Es ist Mittagszeit, trotzdem kommt er kaum zur Ruhe. Termine festlegen hier, Journalisten orientieren da. Andreas Wegier sitzt im Saal des Airport Hotels, das Handy griffbereit auf dem gedeckten Restauranttisch. Seit fünf Jahren amtet er als Flughafenchef in Grenchen und kennt alle Leute, die im und um das Gelände zu tun haben. Ansonsten liesse sich der Tagesablauf nur schlecht koordinieren. Das Airport-Team ist klein, die richtige Abstimmung unerlässlich.

Dem Luftverkehrsabkommen nach EU-Norm muss er ebenso Beachtung schenken, wie den Bestimmungen, die das Bundesamt für Zivilluftfahrt (BAZL) erlässt. «Als Grösster der Kleinen und Kleinster der Grossen trifft es uns immer voll», sagt Wegier. Ein Flughafen, der von Privaten, Flugschulen und vom Businessverkehr, kaum aber vom Personenverkehr lebt, und dennoch den Gesetzen eines grossen Flughafens unterliegt. Der Airport Grenchen, ein Flughafen zwar, aber weder Fisch noch Vogel. Und Wegier leitet dieses schwer zu fassende Unternehmen.

«Es hat einfach alles gepasst»

Eigentlich hatte der 60-Jährige nie vor, Flughafendirektor zu werden. Pilot ja, das war ein Bubentraum. Vor sieben Jahren hat er damit begonnen, diesen Traum zu leben. Als dann sein Vorgänger kündigte, bewarb sich Wegier spontan für den Chefposten. Und als er schon gar nicht mehr damit rechnete, lud ihn der Verwaltungsrat zum Vorstellungsgespräch ein. Wegiers damaliger Arbeitgeber legte ihm keine Steine in den Weg, im Gegenteil: Er ermutigte ihn, das Angebot anzunehmen. «Es hat einfach gerade alles gepasst.»
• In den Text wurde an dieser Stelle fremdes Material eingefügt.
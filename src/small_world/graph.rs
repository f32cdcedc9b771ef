//! Navigable small-world graph: concurrent construction and greedy walks.
//!
//! Construction inserts objects one by one: each new object searches the
//! graph built so far, then links itself to the closest nodes it found in
//! both directions. Several workers insert concurrently. Each node's
//! adjacency list sits behind its own mutex and a worker never holds two of
//! them at once; the list of fully inserted nodes (the pool entry points are
//! drawn from) has a separate lock. After construction the lists are frozen
//! into plain vectors, so searching needs no locks at all.

use std::collections::hash_map::Entry;
use std::collections::{HashMap, HashSet};
use std::sync::atomic::{AtomicUsize, Ordering};

use parking_lot::Mutex;
use rand::rngs::StdRng;
use rand::seq::SliceRandom;
use rand::{Rng, SeedableRng};
use rayon::prelude::*;
use tracing::debug;

use crate::error::{Result, SearchError};
use crate::object::{Dataset, Object};
use crate::space::Space;

use super::neighbor_queue::{Candidate, MaxHeap, MinHeap};
use super::SmallWorldParams;

/// Read access to adjacency lists, locked during construction or frozen after.
pub(crate) trait Adjacency: Sync {
    /// Copy the neighbors of `pos` into `out`.
    fn neighbors_into(&self, pos: u32, out: &mut Vec<u32>);
}

impl Adjacency for [Mutex<Vec<u32>>] {
    fn neighbors_into(&self, pos: u32, out: &mut Vec<u32>) {
        out.clear();
        out.extend_from_slice(&self[pos as usize].lock());
    }
}

impl Adjacency for [Vec<u32>] {
    fn neighbors_into(&self, pos: u32, out: &mut Vec<u32>) {
        out.clear();
        out.extend_from_slice(&self[pos as usize]);
    }
}

/// Greedy best-first walk from `entry`.
///
/// Keeps the `ef` closest nodes seen and stops once the closest unexpanded
/// node is farther than the worst kept one. `dist` is called at most once per
/// node per walk. Returns the kept nodes in ascending distance order.
pub(crate) fn greedy_walk<A, F>(adjacency: &A, entry: u32, ef: usize, dist: &mut F) -> Vec<Candidate>
where
    A: Adjacency + ?Sized,
    F: FnMut(u32) -> f32,
{
    let ef = ef.max(1);
    let mut visited = HashSet::with_capacity(ef * 4);
    let mut frontier = MinHeap::new();
    let mut closest = MaxHeap::new();
    let mut friends = Vec::new();

    let start = Candidate::new(entry, dist(entry));
    visited.insert(entry);
    frontier.push(start);
    closest.push(start);

    while let Some(current) = frontier.pop() {
        let worst = closest.peek().map(|c| c.distance).unwrap_or(f32::INFINITY);
        if current.distance > worst {
            break;
        }

        adjacency.neighbors_into(current.pos, &mut friends);
        for &friend in &friends {
            if !visited.insert(friend) {
                continue;
            }
            let d = dist(friend);
            let worst = closest.peek().map(|c| c.distance).unwrap_or(f32::INFINITY);
            if closest.len() < ef || d < worst {
                let candidate = Candidate::new(friend, d);
                frontier.push(candidate);
                closest.push_bounded(candidate, ef);
            }
        }
    }

    closest.into_sorted_vec()
}

/// Shared state of a graph build.
struct GraphBuilder<'a> {
    space: &'a dyn Space,
    dataset: &'a Dataset,
    params: &'a SmallWorldParams,
    friends: Vec<Mutex<Vec<u32>>>,
    inserted: Mutex<Vec<u32>>,
    done: AtomicUsize,
}

impl<'a> GraphBuilder<'a> {
    fn new(space: &'a dyn Space, dataset: &'a Dataset, params: &'a SmallWorldParams) -> Self {
        Self {
            space,
            dataset,
            params,
            friends: (0..dataset.len()).map(|_| Mutex::new(Vec::new())).collect(),
            inserted: Mutex::new(Vec::with_capacity(dataset.len())),
            done: AtomicUsize::new(0),
        }
    }

    fn object(&self, pos: u32) -> &Object {
        &self.dataset[pos as usize]
    }

    /// Link `pos` into the graph. Only this worker touches `pos` until it
    /// appears in the inserted list.
    fn insert(&self, pos: u32, rng: &mut StdRng) {
        let entries: Vec<u32> = {
            let inserted = self.inserted.lock();
            if inserted.is_empty() {
                Vec::new()
            } else {
                (0..self.params.init_index_attempts)
                    .map(|_| inserted[rng.gen_range(0..inserted.len())])
                    .collect()
            }
        };

        if !entries.is_empty() {
            let target = self.object(pos);
            let mut seen: HashMap<u32, f32> = HashMap::new();
            let mut dist = |node: u32| match seen.entry(node) {
                Entry::Occupied(e) => *e.get(),
                Entry::Vacant(e) => *e.insert(self.space.distance(self.object(node), target)),
            };
            for entry in entries {
                greedy_walk(self.friends.as_slice(), entry, self.params.ef_construction, &mut dist);
            }

            let mut found: Vec<Candidate> = seen
                .into_iter()
                .map(|(node, d)| Candidate::new(node, d))
                .collect();
            found.sort_unstable();
            found.truncate(self.params.nn);

            for c in &found {
                self.add_edge(pos, c.pos);
                self.add_edge(c.pos, pos);
            }
        }

        self.inserted.lock().push(pos);
        self.report_progress();
    }

    /// Add `from -> to`, pruning `from` back to its `max_nn` closest neighbors.
    fn add_edge(&self, from: u32, to: u32) {
        if from == to {
            return;
        }
        let mut list = self.friends[from as usize].lock();
        if list.contains(&to) {
            return;
        }
        list.push(to);

        if list.len() > self.params.max_nn {
            let origin = self.object(from);
            let mut scored: Vec<Candidate> = list
                .iter()
                .map(|&f| Candidate::new(f, self.space.distance(self.object(f), origin)))
                .collect();
            scored.sort_unstable();
            scored.truncate(self.params.max_nn);
            *list = scored.into_iter().map(|c| c.pos).collect();
        }
    }

    fn report_progress(&self) {
        let done = self.done.fetch_add(1, Ordering::Relaxed) + 1;
        let total = self.dataset.len();
        let step = (total / 10).max(1);
        if done % step == 0 || done == total {
            debug!(done, total, "small world graph construction progress");
        }
    }

    fn into_adjacency(self) -> Vec<Vec<u32>> {
        self.friends.into_iter().map(Mutex::into_inner).collect()
    }
}

/// Per-insertion RNG, derived from the build seed and the inserted position.
fn insertion_rng(seed: u64, pos: u32) -> StdRng {
    StdRng::seed_from_u64(seed ^ (pos as u64).wrapping_mul(0x9E37_79B9_7F4A_7C15))
}

/// Build the adjacency lists for every object of `dataset`.
pub(crate) fn build_graph(
    space: &dyn Space,
    dataset: &Dataset,
    params: &SmallWorldParams,
) -> Result<Vec<Vec<u32>>> {
    let mut order: Vec<u32> = (0..dataset.len() as u32).collect();
    let mut rng = StdRng::seed_from_u64(params.seed);
    order.shuffle(&mut rng);

    let builder = GraphBuilder::new(space, dataset, params);
    let Some((&first, rest)) = order.split_first() else {
        return Ok(Vec::new());
    };
    builder.insert(first, &mut insertion_rng(params.seed, first));

    if params.index_thread_qty <= 1 {
        for &pos in rest {
            builder.insert(pos, &mut insertion_rng(params.seed, pos));
        }
    } else {
        let pool = rayon::ThreadPoolBuilder::new()
            .num_threads(params.index_thread_qty)
            .build()
            .map_err(|e| SearchError::IndexError(format!("cannot start indexing threads: {}", e)))?;
        pool.install(|| {
            rest.par_iter().for_each(|&pos| {
                builder.insert(pos, &mut insertion_rng(params.seed, pos));
            })
        });
    }

    Ok(builder.into_adjacency())
}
Früher der Traum vom Pilot; jetzt ist er Chef über alle Piloten, die in Grenchen starten und landen. Er hält die höchsten Kompetenzen inne, ihm schauen sie aber auch alle auf die Finger. Von Gesetzes wegen den Kopf hinhalten sozusagen. Um den Durchblick in diesem Paragrafen-Dschungel zu bewahren, besucht er laufend Weiterbildungskurse. Nur zum Fliegen, dazu kommt Wegier heute viel zu wenig. Weniger als 25 Stunden pro Jahr, höchstens ab und an, um schneller an einen Sitzungsort zu gelangen.

Sprung ins kalte Wasser

Als Wegier im Juli 2006 seinen Posten antrat, musste er sogleich ins kalte Wasser springen: Er hatte eine Airshow auf dem Flughafen zu organisieren, für 100000 Besucher. Zeit: Zwei Monate. Seither hat sich der Aufgabenbereich des Direktors ausgeweitet: Er muss erboste Anwohner wegen des Fluglärms besänftigen, zwischen Piloten schlichten und mit der Stadtregierung im Reinen sein, was bis anhin hervorragend klappe. Daneben sollte er den Flughafen wirtschaftlich führen. Ohne staatliche Subventionen. Wegier aber ist von seinem Unternehmen überzeugt, er sieht es als Motor für Stadt und Region. Einen zweizylindrigen Motor, den er auf vier Zylinder bringen will.

In erster Linie gelte es den Flugbetrieb zu sichern, Infrastruktur falls nötig zu erneuern. Der Ostanflug soll bis Ende Jahr durchkommen, ansonsten den Status quo erhalten. Ganz wichtig sind die Flugschulen Grenchen und der Swiss, die zusammen an die 120 angehende Piloten bescheren. Und damit Arbeitsplätze. Auch für sich selbst muss Wegier Zeit finden. Denn es sei ein Phänomen, dass die Beziehungen vieler Flughafendirektoren zum Scheitern verurteilt seien. Das war auch bei ihm nicht anders. Während eines Treffens fand er heraus, dass von 60 Direktoren nur noch 2 mit derselben Frau wie vor dem Stellenantritt zusammen waren. Neue Beziehungen scheinen dagegen zu halten: Andreas Wegier ist wieder in festen Händen.